Dopaminergic Mechanisms in the Teleost Retina

A specific dopamine‐sensitive adenylate cyclase has been identified in homogenates of the teleost (carp) retina. Maximal stimulation by 100 μM‐dopamine resulted in a 5‐10‐fold increase in adenylate cyclase activity with half‐maximal stimulation occurring at a concentration of 1 μM. l ‐Noradrenaline and l ‐adrenaline were some 10 times less potent than dopamine whilst the α‐and β‐adrenoreceptor agonists, l ‐phenylephrine and dl ‐isoprenaline were inactive. Apomorphine elicited a partial stimulation of adenylate cyclase activity whilst various ergot alkaloids produced mixed agonist/antagonist responses.

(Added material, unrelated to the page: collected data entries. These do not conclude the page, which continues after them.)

#![cfg_attr(not(debug_assertions), windows_subsystem = "windows")] // hide console window on Windows in release

use std::process::exit;

use chef_menu::{
    util, Args, ChefMenu, Config, ConfigData, INITIAL_HEIGHT, INITIAL_WIDTH, PROGRAM_TITLE,
};
use clap::Parser;
use eframe::egui;

fn main() -> eframe::Result<()> {
    env_logger::init();

    let args = Args::parse();
    log::info!("Starting {}", PROGRAM_TITLE);

    let config_path = util::resolve_config_path(args.config)
        .to_string_lossy()
        .into_owned();
    let config = match Config::new(&config_path, ConfigData::default()) {
        Ok(cfg) => cfg,
        Err(e) => {
            log::error!("Error loading config file at {}: {}", config_path, e);
            exit(1)
        }
    };
    log::debug!("Using config file {}", config_path);

    let options = eframe::NativeOptions {
        viewport: egui::ViewportBuilder::default()
            .with_inner_size([INITIAL_WIDTH, INITIAL_HEIGHT])
            .with_title(PROGRAM_TITLE),
        ..Default::default()
    };

    eframe::run_native(
        PROGRAM_TITLE,
        options,
        Box::new(|_cc| Ok(Box::new(ChefMenu::new(config)))),
    )
}
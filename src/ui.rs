use crate::about;
use crate::menu::{Course, MenuItem, MenuItemId};
use crate::state::State;
use crate::util::format_price;
use crate::{ChefMenu, INITIAL_WIDTH, PROGRAM_TITLE};
use eframe::egui::{self, Color32, Context, RichText, ScrollArea, Ui};

const REMOVE_COLOR: Color32 = Color32::from_rgb(255, 0, 0);
const BUTTON_COLOR: Color32 = Color32::BLACK;
const FIELD_WIDTH: f32 = 300.0;

impl ChefMenu {
    // --- Button/Action Handlers ---

    // Submit the manage form; a rejected dish opens the alert
    pub fn handle_add_item(&mut self) {
        if let Err(e) = self.form.submit(&mut self.store) {
            self.show_alert(e.to_string());
        }
    }

    pub fn handle_remove_item(&mut self, id: &MenuItemId) {
        if self.store.remove(id).is_none() {
            log::warn!("Remove ignored: no menu item with id {}", id);
        }
    }
}

// --- UI Drawing Functions ---

pub(crate) fn draw_about_screen(app: &mut ChefMenu, ui: &mut Ui) {
    ui.set_width(INITIAL_WIDTH);
    ui.vertical_centered(|ui| {
        ui.heading(format!("About {}", PROGRAM_TITLE));
        ui.separator();
        for line in about::about() {
            ui.label(line);
        }
        ui.separator();
        if ui.button("OK").clicked() {
            app.navigate(State::Home);
        }
    });
}

pub(crate) fn draw_home_screen(app: &mut ChefMenu, ui: &mut Ui, ctx: &Context) {
    header(ui, PROGRAM_TITLE);
    ui.label(format!("Total Menu Items: {}", app.store.len()));

    for summary in app.store.summary() {
        ui.label(format!(
            "Average Price for {}: {} ({} item{})",
            summary.course,
            format_price(app.currency_symbol(), summary.average),
            summary.count,
            if summary.count == 1 { "" } else { "s" }
        ));
    }
    ui.separator();

    if action_button(ui, "Add/Remove Menu Items") {
        app.navigate(State::ManageMenu);
    }
    if action_button(ui, "Filter Menu by Course") {
        app.navigate(State::FilterMenu);
    }
    ui.horizontal(|ui| {
        if ui.button("About").clicked() {
            app.navigate(State::About);
        }
        if ui.button("Exit").clicked() {
            // `on_exit` will be called
            ctx.send_viewport_cmd(egui::ViewportCommand::Close);
        }
    });
    ui.separator();

    let symbol = app.currency_symbol().to_string();
    ScrollArea::vertical()
        .auto_shrink([false, false])
        .show(ui, |ui| {
            if app.store.is_empty() {
                ui.label("(No dishes yet. Use \"Add/Remove Menu Items\" to add some.)");
            }
            for item in app.store.iter() {
                menu_item_card(ui, item, |ui| {
                    ui.label(
                        RichText::new(format!(
                            "{} - {} - {}",
                            item.dish_name,
                            item.course,
                            format_price(&symbol, item.price)
                        ))
                        .strong(),
                    );
                });
            }
        });
}

pub(crate) fn draw_manage_screen(app: &mut ChefMenu, ui: &mut Ui) {
    header(ui, "Manage Menu Items");

    ui.add(
        egui::TextEdit::singleline(&mut app.form.dish_name)
            .hint_text("Dish Name")
            .desired_width(FIELD_WIDTH),
    );
    ui.add(
        egui::TextEdit::singleline(&mut app.form.description)
            .hint_text("Description")
            .desired_width(FIELD_WIDTH),
    );
    ui.label("Select Course");
    course_selector(ui, "manage_course_combo", &mut app.form.course);
    ui.add(
        egui::TextEdit::singleline(&mut app.form.price)
            .hint_text(format!("Price (in {})", app.config.data.currency_code))
            .desired_width(FIELD_WIDTH),
    );

    if action_button(ui, "Add Menu Item") {
        app.handle_add_item();
    }
    if action_button(ui, "Go Back") {
        app.navigate(State::Home);
    }
    ui.separator();

    let symbol = app.currency_symbol().to_string();
    let mut to_remove = None;
    ScrollArea::vertical()
        .auto_shrink([false, false])
        .show(ui, |ui| {
            for item in app.store.iter() {
                menu_item_card(ui, item, |ui| {
                    ui.label(format!(
                        "{} - {} - {}",
                        item.dish_name,
                        item.course,
                        format_price(&symbol, item.price)
                    ));
                });
                ui.horizontal(|ui| {
                    ui.small(format!("Added {}", item.added_at.format("%H:%M")));
                    if ui
                        .button(RichText::new("Remove").color(REMOVE_COLOR))
                        .clicked()
                    {
                        to_remove = Some(item.id);
                    }
                });
            }
        });

    // Store is borrowed by the list above, so remove after drawing it
    if let Some(id) = to_remove {
        app.handle_remove_item(&id);
    }
}

pub(crate) fn draw_filter_screen(app: &mut ChefMenu, ui: &mut Ui) {
    header(ui, "Filter Menu by Course");

    course_selector(ui, "filter_course_combo", &mut app.filter_course);
    if action_button(ui, "Go Back") {
        app.navigate(State::Home);
    }
    ui.separator();

    let symbol = app.currency_symbol().to_string();
    let filtered = app.store.filter_by_course(app.filter_course);
    ScrollArea::vertical()
        .auto_shrink([false, false])
        .show(ui, |ui| {
            if filtered.is_empty() {
                ui.label(format!("(No {} on the menu)", app.filter_course));
            }
            for item in filtered {
                menu_item_card(ui, item, |ui| {
                    ui.label(format!(
                        "{} - {}",
                        item.dish_name,
                        format_price(&symbol, item.price)
                    ));
                });
            }
        });
}

/// Draws the blocking alert window while `app.alert` is set.
pub(crate) fn draw_alert(app: &mut ChefMenu, ctx: &Context) {
    let Some(message) = app.alert.clone() else {
        return;
    };

    egui::Window::new("Alert")
        .collapsible(false)
        .resizable(false)
        .anchor(egui::Align2::CENTER_CENTER, [0.0, 0.0])
        .show(ctx, |ui| {
            ui.label(message);
            ui.vertical_centered(|ui| {
                if ui.button("OK").clicked() {
                    app.alert = None;
                }
            });
        });
}

// --- UI Helper Widgets ---

fn header(ui: &mut Ui, text: &str) {
    ui.vertical_centered(|ui| {
        ui.heading(RichText::new(text).strong());
    });
    ui.add_space(10.0);
}

/// Full-width black button with white text. Returns true when clicked.
fn action_button(ui: &mut Ui, title: &str) -> bool {
    let button = egui::Button::new(RichText::new(title).color(Color32::WHITE).strong())
        .fill(BUTTON_COLOR)
        .rounding(10.0)
        .min_size(egui::vec2(ui.available_width(), 32.0));
    ui.add(button).clicked()
}

/// Creates a ComboBox offering the three courses.
fn course_selector(ui: &mut Ui, id_salt: impl std::hash::Hash, selected: &mut Course) {
    egui::ComboBox::from_id_salt(id_salt)
        .width(FIELD_WIDTH)
        .selected_text(selected.to_string())
        .show_ui(ui, |ui| {
            for course in Course::ALL {
                ui.selectable_value(selected, course, course.to_string());
            }
        });
}

/// Bordered box showing a dish's title line and its description.
fn menu_item_card(ui: &mut Ui, item: &MenuItem, title: impl FnOnce(&mut Ui)) {
    egui::Frame::group(ui.style()).show(ui, |ui| {
        ui.set_width(ui.available_width());
        title(ui);
        ui.label(item.description.as_str());
    });
}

Dopamine‐stimulated adenylate cyclase activity was potently antagonised by various neuroleptic drugs including fluphenazine, α‐flupenthixol and α‐piflutixol, and to a lesser extent by the butyrophenone derivatives haloperidol and spiperone. The benzamide derivatives, metoclopramide and sulpiride. together with the α‐ and β‐adrenoreceptor blocking agents, phentolamine and propranolol respectively, were essentially inactive at blocking dopamine‐stimulated adenylate cyclase activity. These data suggest the presence of a highly specific dopamine‐sensitive adenylate cyclase in homogenates of teleost retina possessing similar pharmacological properties to the dopamine‐sensitive adenylate cyclase observed in the mammalian central nervous system.